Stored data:
+++++

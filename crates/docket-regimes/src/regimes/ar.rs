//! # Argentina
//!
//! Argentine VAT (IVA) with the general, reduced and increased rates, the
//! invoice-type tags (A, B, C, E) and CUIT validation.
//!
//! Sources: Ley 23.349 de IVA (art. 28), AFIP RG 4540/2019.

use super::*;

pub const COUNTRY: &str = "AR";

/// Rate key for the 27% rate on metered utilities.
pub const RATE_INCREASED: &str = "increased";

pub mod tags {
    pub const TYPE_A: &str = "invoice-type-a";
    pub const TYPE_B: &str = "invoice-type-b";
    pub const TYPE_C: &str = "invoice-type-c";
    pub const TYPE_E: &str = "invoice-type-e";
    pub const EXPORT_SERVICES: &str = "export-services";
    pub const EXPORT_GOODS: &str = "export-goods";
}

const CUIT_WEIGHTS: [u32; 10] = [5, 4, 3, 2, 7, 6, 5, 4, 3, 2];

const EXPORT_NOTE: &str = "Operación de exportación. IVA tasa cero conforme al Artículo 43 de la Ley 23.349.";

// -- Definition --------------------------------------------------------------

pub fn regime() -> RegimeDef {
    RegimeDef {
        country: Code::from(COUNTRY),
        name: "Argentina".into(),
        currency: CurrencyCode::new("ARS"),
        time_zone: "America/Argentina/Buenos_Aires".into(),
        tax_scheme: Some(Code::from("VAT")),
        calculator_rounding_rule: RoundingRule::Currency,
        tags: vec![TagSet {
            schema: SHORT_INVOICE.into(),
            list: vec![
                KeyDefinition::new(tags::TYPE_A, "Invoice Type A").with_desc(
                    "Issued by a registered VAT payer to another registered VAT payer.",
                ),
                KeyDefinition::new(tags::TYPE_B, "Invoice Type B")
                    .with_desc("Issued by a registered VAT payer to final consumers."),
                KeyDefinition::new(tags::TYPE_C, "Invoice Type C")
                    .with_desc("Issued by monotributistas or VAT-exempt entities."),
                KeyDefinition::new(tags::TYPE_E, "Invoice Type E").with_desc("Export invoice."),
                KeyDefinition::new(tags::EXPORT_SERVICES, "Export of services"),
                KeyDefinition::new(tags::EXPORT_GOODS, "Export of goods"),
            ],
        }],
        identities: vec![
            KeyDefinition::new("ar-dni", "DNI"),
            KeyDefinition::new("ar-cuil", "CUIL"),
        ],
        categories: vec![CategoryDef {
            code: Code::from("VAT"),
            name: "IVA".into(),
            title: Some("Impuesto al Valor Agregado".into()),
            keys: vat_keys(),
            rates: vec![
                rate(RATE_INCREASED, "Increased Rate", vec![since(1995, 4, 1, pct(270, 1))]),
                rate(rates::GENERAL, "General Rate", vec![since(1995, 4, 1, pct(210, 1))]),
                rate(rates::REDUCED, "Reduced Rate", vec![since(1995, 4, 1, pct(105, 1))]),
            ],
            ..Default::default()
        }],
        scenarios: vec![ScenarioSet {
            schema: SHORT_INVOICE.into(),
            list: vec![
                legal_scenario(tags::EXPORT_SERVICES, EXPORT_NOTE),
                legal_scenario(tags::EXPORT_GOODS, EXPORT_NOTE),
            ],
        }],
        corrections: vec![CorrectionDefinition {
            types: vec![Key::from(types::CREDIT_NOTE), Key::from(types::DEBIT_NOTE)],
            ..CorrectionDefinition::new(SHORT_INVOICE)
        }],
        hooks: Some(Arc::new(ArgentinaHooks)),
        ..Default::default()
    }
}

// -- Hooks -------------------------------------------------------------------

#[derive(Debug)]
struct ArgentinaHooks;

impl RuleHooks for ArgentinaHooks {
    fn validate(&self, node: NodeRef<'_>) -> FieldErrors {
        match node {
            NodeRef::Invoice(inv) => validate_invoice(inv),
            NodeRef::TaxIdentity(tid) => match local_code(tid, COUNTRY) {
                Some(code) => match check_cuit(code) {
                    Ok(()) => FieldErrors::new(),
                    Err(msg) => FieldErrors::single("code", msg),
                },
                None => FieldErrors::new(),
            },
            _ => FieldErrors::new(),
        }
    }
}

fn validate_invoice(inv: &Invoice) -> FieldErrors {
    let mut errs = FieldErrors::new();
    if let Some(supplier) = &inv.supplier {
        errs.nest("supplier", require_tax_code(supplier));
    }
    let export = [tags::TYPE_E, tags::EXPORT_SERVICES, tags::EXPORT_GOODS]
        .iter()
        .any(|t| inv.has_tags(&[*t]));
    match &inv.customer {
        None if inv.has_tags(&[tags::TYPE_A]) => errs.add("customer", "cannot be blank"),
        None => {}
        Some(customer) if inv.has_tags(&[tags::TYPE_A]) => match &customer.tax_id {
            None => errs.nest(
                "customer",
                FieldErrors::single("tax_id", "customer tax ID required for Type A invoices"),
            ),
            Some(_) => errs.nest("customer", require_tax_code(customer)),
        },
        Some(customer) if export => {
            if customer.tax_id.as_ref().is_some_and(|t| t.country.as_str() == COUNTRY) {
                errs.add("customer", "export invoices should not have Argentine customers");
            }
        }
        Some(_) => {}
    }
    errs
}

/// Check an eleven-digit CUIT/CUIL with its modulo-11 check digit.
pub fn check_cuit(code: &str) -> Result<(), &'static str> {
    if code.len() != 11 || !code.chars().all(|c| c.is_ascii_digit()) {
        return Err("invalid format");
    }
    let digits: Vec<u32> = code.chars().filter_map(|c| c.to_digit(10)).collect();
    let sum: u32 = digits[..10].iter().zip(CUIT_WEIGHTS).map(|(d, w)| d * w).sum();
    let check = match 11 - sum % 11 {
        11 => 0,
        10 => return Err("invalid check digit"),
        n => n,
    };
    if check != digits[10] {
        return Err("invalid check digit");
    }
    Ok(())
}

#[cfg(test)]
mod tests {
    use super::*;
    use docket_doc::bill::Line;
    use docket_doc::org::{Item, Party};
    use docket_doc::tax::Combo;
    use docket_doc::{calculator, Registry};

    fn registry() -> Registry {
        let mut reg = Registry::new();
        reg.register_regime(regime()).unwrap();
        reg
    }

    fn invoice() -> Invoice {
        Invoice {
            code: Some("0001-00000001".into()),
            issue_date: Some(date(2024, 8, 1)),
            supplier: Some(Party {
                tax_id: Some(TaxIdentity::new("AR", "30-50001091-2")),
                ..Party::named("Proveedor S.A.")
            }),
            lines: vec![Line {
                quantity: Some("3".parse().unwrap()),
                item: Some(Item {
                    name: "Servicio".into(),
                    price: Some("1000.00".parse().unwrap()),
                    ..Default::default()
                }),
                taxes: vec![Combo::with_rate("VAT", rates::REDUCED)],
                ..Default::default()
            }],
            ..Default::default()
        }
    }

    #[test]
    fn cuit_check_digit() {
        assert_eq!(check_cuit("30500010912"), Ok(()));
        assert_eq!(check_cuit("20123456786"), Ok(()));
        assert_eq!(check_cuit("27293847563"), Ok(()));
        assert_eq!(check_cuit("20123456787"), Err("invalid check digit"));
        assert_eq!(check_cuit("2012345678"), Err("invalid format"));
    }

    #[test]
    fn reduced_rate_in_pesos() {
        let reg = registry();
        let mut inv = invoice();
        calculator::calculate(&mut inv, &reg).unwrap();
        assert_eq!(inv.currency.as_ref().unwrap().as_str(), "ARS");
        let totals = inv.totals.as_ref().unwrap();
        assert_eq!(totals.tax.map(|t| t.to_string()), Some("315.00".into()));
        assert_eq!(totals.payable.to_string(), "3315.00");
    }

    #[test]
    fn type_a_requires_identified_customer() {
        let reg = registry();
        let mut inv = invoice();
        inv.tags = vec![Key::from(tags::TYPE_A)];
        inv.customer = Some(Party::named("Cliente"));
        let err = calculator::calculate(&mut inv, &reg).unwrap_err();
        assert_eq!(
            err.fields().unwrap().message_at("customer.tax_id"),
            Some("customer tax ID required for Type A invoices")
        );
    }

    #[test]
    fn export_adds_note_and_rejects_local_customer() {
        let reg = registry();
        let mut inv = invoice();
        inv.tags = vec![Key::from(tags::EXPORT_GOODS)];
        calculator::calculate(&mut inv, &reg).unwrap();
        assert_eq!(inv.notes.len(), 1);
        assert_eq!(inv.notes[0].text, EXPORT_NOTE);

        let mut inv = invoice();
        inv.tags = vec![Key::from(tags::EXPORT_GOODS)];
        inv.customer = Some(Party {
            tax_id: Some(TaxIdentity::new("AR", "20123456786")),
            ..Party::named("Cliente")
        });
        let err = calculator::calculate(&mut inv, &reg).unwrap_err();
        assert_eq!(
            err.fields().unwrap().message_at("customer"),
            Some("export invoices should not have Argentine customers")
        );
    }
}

+++++

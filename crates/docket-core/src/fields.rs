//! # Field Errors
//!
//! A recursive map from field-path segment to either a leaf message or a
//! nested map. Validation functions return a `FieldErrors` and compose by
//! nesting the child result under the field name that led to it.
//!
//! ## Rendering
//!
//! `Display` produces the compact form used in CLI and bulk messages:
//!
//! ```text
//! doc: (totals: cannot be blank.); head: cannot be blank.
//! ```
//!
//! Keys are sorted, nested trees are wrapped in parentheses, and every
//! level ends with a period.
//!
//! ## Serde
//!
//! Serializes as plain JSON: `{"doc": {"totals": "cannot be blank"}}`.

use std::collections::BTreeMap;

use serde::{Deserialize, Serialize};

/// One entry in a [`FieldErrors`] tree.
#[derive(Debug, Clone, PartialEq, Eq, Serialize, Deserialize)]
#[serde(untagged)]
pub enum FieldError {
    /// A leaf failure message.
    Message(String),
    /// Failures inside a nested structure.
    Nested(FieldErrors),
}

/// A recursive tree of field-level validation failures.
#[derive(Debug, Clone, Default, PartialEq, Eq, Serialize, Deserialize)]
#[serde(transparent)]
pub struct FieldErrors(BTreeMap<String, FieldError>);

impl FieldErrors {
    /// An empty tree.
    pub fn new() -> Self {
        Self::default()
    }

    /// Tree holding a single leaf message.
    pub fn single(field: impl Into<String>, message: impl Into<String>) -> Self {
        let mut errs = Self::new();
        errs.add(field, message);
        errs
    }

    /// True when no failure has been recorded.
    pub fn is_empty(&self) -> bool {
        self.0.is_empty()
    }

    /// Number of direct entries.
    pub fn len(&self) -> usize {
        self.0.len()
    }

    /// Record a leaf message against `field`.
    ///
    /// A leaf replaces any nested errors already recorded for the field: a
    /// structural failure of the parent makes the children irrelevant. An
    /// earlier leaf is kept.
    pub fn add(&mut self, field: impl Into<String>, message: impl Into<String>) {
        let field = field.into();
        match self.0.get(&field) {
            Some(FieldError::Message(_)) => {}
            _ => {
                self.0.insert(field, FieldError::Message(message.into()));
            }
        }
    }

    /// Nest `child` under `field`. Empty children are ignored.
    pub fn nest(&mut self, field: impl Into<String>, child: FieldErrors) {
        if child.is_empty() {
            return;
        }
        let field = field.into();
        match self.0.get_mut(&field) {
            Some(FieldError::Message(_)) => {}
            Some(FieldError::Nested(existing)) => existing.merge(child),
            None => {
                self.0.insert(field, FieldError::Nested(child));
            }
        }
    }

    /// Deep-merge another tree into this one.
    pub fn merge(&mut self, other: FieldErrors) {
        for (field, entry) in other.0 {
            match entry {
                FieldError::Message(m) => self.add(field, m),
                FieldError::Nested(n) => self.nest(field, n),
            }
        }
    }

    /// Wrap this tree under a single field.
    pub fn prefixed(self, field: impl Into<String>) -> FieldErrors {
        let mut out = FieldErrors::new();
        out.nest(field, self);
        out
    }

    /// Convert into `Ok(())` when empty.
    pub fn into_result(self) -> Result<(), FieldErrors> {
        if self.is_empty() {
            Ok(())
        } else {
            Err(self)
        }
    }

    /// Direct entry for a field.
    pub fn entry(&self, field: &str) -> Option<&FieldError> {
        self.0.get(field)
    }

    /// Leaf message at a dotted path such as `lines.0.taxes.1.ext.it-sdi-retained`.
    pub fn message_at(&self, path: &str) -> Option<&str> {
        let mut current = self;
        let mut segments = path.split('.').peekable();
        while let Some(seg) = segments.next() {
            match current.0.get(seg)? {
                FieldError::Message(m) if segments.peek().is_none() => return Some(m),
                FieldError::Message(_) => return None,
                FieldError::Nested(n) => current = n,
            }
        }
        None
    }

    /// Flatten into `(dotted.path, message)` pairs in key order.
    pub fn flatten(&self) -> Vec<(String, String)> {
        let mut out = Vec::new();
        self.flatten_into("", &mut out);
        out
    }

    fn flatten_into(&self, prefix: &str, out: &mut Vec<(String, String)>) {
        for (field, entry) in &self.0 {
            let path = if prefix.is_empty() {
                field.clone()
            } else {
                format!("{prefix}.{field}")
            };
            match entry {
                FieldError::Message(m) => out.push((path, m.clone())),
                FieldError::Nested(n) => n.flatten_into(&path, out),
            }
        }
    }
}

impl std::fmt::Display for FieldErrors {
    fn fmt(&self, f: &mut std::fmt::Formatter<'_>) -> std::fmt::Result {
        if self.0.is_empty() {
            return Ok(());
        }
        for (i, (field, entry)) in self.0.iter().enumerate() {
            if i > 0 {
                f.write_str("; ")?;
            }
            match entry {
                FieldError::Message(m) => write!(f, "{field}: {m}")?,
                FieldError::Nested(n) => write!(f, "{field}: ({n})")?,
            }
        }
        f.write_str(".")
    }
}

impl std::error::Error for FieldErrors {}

+++++

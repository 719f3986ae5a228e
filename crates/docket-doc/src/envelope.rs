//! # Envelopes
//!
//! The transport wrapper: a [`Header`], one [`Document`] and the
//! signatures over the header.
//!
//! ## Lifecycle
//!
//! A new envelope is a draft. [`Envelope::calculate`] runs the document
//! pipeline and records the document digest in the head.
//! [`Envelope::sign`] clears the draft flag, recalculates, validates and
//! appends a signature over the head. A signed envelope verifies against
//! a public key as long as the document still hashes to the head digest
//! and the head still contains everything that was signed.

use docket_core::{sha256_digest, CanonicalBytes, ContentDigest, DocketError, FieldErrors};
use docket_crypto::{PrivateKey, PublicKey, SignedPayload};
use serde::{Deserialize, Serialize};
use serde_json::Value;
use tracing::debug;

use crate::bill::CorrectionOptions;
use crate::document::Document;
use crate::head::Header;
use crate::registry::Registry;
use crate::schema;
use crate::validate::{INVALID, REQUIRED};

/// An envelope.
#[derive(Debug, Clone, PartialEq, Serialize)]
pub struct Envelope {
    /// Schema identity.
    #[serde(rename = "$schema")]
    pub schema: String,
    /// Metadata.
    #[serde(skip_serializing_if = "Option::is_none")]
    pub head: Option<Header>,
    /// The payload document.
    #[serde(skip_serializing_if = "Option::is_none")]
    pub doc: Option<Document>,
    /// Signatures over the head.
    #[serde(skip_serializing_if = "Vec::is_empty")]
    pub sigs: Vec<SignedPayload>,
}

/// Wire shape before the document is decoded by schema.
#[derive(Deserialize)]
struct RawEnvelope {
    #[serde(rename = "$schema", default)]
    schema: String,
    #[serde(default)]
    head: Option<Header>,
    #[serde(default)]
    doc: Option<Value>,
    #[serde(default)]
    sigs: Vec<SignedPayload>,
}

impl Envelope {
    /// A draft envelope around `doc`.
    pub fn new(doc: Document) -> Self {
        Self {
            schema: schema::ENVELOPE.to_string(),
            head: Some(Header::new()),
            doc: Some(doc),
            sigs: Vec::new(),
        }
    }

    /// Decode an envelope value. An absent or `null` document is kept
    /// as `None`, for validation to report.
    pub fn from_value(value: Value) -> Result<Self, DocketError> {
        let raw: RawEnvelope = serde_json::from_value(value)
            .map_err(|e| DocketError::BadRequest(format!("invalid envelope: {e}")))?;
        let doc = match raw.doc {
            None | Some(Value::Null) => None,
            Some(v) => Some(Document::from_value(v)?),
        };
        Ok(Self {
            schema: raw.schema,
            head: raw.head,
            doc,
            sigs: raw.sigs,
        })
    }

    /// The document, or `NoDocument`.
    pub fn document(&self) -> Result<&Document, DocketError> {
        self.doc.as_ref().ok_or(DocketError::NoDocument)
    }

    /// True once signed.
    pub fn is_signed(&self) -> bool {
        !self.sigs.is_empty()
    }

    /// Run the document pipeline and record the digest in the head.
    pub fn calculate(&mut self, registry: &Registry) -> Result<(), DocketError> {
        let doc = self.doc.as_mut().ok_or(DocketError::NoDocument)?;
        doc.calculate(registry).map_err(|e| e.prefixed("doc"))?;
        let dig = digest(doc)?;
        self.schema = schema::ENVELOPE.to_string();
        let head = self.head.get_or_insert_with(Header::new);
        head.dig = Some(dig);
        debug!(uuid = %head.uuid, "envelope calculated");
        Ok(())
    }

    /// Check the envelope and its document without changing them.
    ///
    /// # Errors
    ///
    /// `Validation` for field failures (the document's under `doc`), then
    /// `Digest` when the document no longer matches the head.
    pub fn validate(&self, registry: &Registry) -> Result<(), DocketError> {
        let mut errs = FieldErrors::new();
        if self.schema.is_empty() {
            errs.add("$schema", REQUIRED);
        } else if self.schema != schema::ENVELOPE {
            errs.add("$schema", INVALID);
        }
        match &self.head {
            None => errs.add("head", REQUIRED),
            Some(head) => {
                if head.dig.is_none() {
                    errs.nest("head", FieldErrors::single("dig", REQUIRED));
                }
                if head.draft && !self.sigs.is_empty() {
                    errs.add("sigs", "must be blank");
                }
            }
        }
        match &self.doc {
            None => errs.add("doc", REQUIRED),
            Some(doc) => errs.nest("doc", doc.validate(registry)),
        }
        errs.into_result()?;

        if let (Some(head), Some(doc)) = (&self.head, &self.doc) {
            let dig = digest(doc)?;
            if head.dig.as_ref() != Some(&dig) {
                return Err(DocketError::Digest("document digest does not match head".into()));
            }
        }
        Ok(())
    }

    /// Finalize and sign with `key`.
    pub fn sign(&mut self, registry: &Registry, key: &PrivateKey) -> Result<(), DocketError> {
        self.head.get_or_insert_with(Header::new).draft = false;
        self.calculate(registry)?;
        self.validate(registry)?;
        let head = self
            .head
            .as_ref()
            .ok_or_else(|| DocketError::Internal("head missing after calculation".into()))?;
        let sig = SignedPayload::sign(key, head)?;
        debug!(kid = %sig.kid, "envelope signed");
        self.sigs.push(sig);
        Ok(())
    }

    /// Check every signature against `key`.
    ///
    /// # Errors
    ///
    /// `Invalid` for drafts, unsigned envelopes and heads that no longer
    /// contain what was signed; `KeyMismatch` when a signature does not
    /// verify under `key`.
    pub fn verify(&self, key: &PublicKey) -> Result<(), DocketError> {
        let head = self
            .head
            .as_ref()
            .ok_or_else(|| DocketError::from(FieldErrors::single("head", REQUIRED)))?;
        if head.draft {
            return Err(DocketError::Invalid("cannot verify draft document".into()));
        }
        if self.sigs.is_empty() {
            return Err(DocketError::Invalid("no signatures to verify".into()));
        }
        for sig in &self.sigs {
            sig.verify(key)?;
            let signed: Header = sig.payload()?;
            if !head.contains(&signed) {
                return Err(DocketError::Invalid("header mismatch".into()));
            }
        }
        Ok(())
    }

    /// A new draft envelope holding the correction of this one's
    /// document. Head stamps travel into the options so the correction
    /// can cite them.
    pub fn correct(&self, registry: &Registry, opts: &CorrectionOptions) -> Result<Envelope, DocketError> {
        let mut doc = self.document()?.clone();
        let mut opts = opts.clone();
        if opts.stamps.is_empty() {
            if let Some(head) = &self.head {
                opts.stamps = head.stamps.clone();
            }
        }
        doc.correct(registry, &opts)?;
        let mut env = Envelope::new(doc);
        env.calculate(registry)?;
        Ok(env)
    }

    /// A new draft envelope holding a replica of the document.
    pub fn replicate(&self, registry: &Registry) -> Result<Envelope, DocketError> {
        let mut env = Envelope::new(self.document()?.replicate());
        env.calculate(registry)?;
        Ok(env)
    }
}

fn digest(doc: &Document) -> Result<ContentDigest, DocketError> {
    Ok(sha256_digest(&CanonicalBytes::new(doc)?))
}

+++++

What the exercise asks:
Return all lines from the data above with "NodeRef" in them.

Answer to the problem:
    fn validate(&self, node: NodeRef<'_>) -> FieldErrors {
            NodeRef::Invoice(inv) => validate_invoice(inv),
            NodeRef::TaxIdentity(tid) => match local_code(tid, COUNTRY) {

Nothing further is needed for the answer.